Каково собственно было общефилософское мировоз­зрение Маркса, насколько вообще уместно говорить о таковом? На этот счет создалась целая легенда, которая гласит, что Маркс вышел от Гегеля и первоначально на­ходился под его определяющим влиянием, был, стало быть, в некотором смысле тоже гегельянцем и принад­лежит к гегельянской «левой». Так склонны были пони­мать свою философскую генеалогию в более позднее время, по-видимому, и сам Маркс и Энгельс. Известна, по крайней мере, та лестная самохарактеристика, кото­рую дал Энгельс в 1891 году немецкому социализму, т. е. марксизму (в устах Энгельса это, конечно, синони­мы), в надписи на своем портрете: «Мы, немецкие соци­алисты, гордимся тем, что происходим не только от Сен-Симона, Фурье и Овена, но от Канта, Фихте и Гегеля». Здесь устанавливается прямая преемственность между классическим немецким идеализмом и марксизмом, и признание такой связи стало общим местом социально-философской литературы.

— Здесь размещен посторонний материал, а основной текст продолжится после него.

use actix_web::{delete, post, web, HttpResponse};
use akashi_common::{validation, AppError, HttpError, RequestMeta};
use akashi_models::{Agent, MutationAudit, Role};
use serde::{Deserialize, Serialize};
use sqlx::PgPool;
use validator::Validate;

use crate::middleware::Identity;
use crate::services::api_keys::{self, ApiKeyVerifier};
use crate::services::audit;

/// The bootstrap agent every deployment seeds; it can never be deleted.
pub const SEED_ADMIN: &str = "admin";

#[derive(Debug, Deserialize, Validate)]
#[serde(deny_unknown_fields)]
pub struct CreateAgentRequest {
    #[validate(custom(function = "validation::validate_agent_id"))]
    pub agent_id: String,
    pub role: Option<String>,
    #[serde(default)]
    pub tags: Vec<String>,
    pub metadata: Option<serde_json::Value>,
}

#[derive(Debug, Serialize)]
pub struct CreateAgentResponse {
    pub agent: Agent,
    /// `agent_id:secret` credential, returned exactly once.
    pub api_key: String,
}

#[post("/v1/agents")]
pub async fn create_agent(
    meta: RequestMeta,
    identity: Identity,
    pool: web::Data<PgPool>,
    verifier: web::Data<ApiKeyVerifier>,
    body: web::Json<CreateAgentRequest>,
) -> Result<HttpResponse, HttpError> {
    let claims = identity.0;
    claims.require(Role::Admin).map_err(|e| meta.fail(e))?;
    body.validate()
        .map_err(|e| meta.fail(AppError::Validation(e.to_string())))?;

    let role = body
        .role
        .clone()
        .unwrap_or_else(|| Role::Agent.to_string());
    let role = role.parse::<Role>().map_err(|_| {
        meta.fail(AppError::Validation(format!("unknown role '{}'", role)))
    })?;
    // Nobody hands out a role above their own.
    if role > claims.role {
        return Err(meta.fail(AppError::Forbidden(
            "cannot create an agent with a higher role than your own".to_string(),
        )));
    }

    let secret = api_keys::generate_secret();
    let hash = {
        let verifier = verifier.clone().into_inner();
        let secret = secret.clone();
        web::block(move || verifier.hash_secret(&secret))
            .await
            .map_err(|e| meta.fail(AppError::Internal(format!("hashing failed: {}", e))))?
            .map_err(|e| meta.fail(e))?
    };

    let result: Result<Agent, AppError> = async {
        let mut tx = pool.begin().await?;
        let agent: Agent = sqlx::query_as(
            r#"
            INSERT INTO agents (id, org_id, agent_id, role, api_key_hash, tags, metadata, created_at)
            VALUES (gen_random_uuid(), $1, $2, $3, $4, $5, $6, NOW())
            RETURNING id, org_id, agent_id, role, api_key_hash, tags, metadata, created_at
            "#,
        )
        .bind(claims.org_id)
        .bind(&body.agent_id)
        .bind(role.to_string())
        .bind(&hash)
        .bind(&body.tags)
        .bind(body.metadata.clone().unwrap_or(serde_json::json!({})))
        .fetch_one(&mut *tx)
        .await?;

        audit::record_in_tx(
            &mut tx,
            &MutationAudit {
                request_id: Some(meta.request_id.clone()),
                org_id: claims.org_id,
                actor_agent_id: claims.agent_id.clone(),
                actor_role: claims.role.to_string(),
                method: "POST".to_string(),
                endpoint: "/v1/agents".to_string(),
                operation: "create_agent".to_string(),
                resource_type: "agent".to_string(),
                resource_id: Some(agent.agent_id.clone()),
                before_state: None,
                after_state: Some(serde_json::json!({"role": agent.role, "tags": agent.tags})),
                metadata: serde_json::json!({}),
            },
        )
        .await?;
        tx.commit().await?;
        Ok(agent)
    }
    .await;

    match result {
        Ok(agent) => Ok(meta.created(CreateAgentResponse {
            api_key: format!("{}:{}", agent.agent_id, secret),
            agent,
        })),
        Err(e) => Err(meta.fail(e)),
    }
}

#[delete("/v1/agents/{agent_id}")]
pub async fn delete_agent(
    meta: RequestMeta,
    identity: Identity,
    pool: web::Data<PgPool>,
    path: web::Path<String>,
) -> Result<HttpResponse, HttpError> {
    let claims = identity.0;
    let agent_id = path.into_inner();
    claims.require(Role::Admin).map_err(|e| meta.fail(e))?;

    if agent_id == SEED_ADMIN {
        return Err(meta.fail(AppError::Forbidden(
            "the seed admin agent cannot be deleted".to_string(),
        )));
    }

    let result: Result<(), AppError> = async {
        let mut tx = pool.begin().await?;
        let deleted = sqlx::query("DELETE FROM agents WHERE org_id = $1 AND agent_id = $2")
            .bind(claims.org_id)
            .bind(&agent_id)
            .execute(&mut *tx)
            .await?;
        if deleted.rows_affected() == 0 {
            return Err(AppError::NotFound("agent not found".to_string()));
        }

        audit::record_in_tx(
            &mut tx,
            &MutationAudit {
                request_id: Some(meta.request_id.clone()),
                org_id: claims.org_id,
                actor_agent_id: claims.agent_id.clone(),
                actor_role: claims.role.to_string(),
                method: "DELETE".to_string(),
                endpoint: "/v1/agents/{agent_id}".to_string(),
                operation: "delete_agent".to_string(),
                resource_type: "agent".to_string(),
                resource_id: Some(agent_id.clone()),
                before_state: None,
                after_state: None,
                metadata: serde_json::json!({}),
            },
        )
        .await?;
        tx.commit().await?;
        Ok(())
    }
    .await;

    match result {
        Ok(()) => Ok(meta.ok(serde_json::json!({"deleted": agent_id}))),
        Err(e) => Err(meta.fail(e)),
    }
}

pub fn configure(cfg: &mut web::ServiceConfig) {
    cfg.service(create_agent).service(delete_agent);
}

Хотя биографические материалы относительно моло­дости Маркса и отсутствуют, но выяснение вопроса о действительном ходе философского развития Маркса облегчается теперь хотя тем, что трудами Меринга мы имеем полное издание старых, малодоступных сочине­ний Маркса, особенно ценных потому, что они отно­сятся к ранним годам его и тому времени, когда он не стал еще марксистом, хотя и стоял уже на собственных ногах, но не выработал еще собственной доктрины. И вот, обозревая литературно-научную деятельность Маркса во всем ее целом, от философской диссертации о Демокрите и Эпикуре до последнего тома «Капитала», мы приходим к заключению, довольно резко расходяще­муся с общепринятым: никакой преемственной связи между немецким классическим идеализмом и марксиз­мом не существует, последний вырос на почве окончагельного разложения идеализма, следовательно, лишь как один из продуктов этого разложения. Если некото­рая, хотя и слабая, связь между социализмом и идеа­лизмом еще и существовала в Лассале, то разорвана окончательно она была именно в результате влияния Маркса. Вершина немецкого идеализма закончилась от-аесным обрывом. Произошла, вскоре после смерти Геге­ля, беспримерная философская катастрофа, полный раз­рыв философских традиций, как будто мы возвращаемся к веку «просвещения» (Aufklärung) и французскому ма­териализму XVIII века (к которому Плеханов и приуро­чивает генезис экономического материализма, и это во всяком случае ближе к действительности, нежели мнение о гегельянстве Маркса).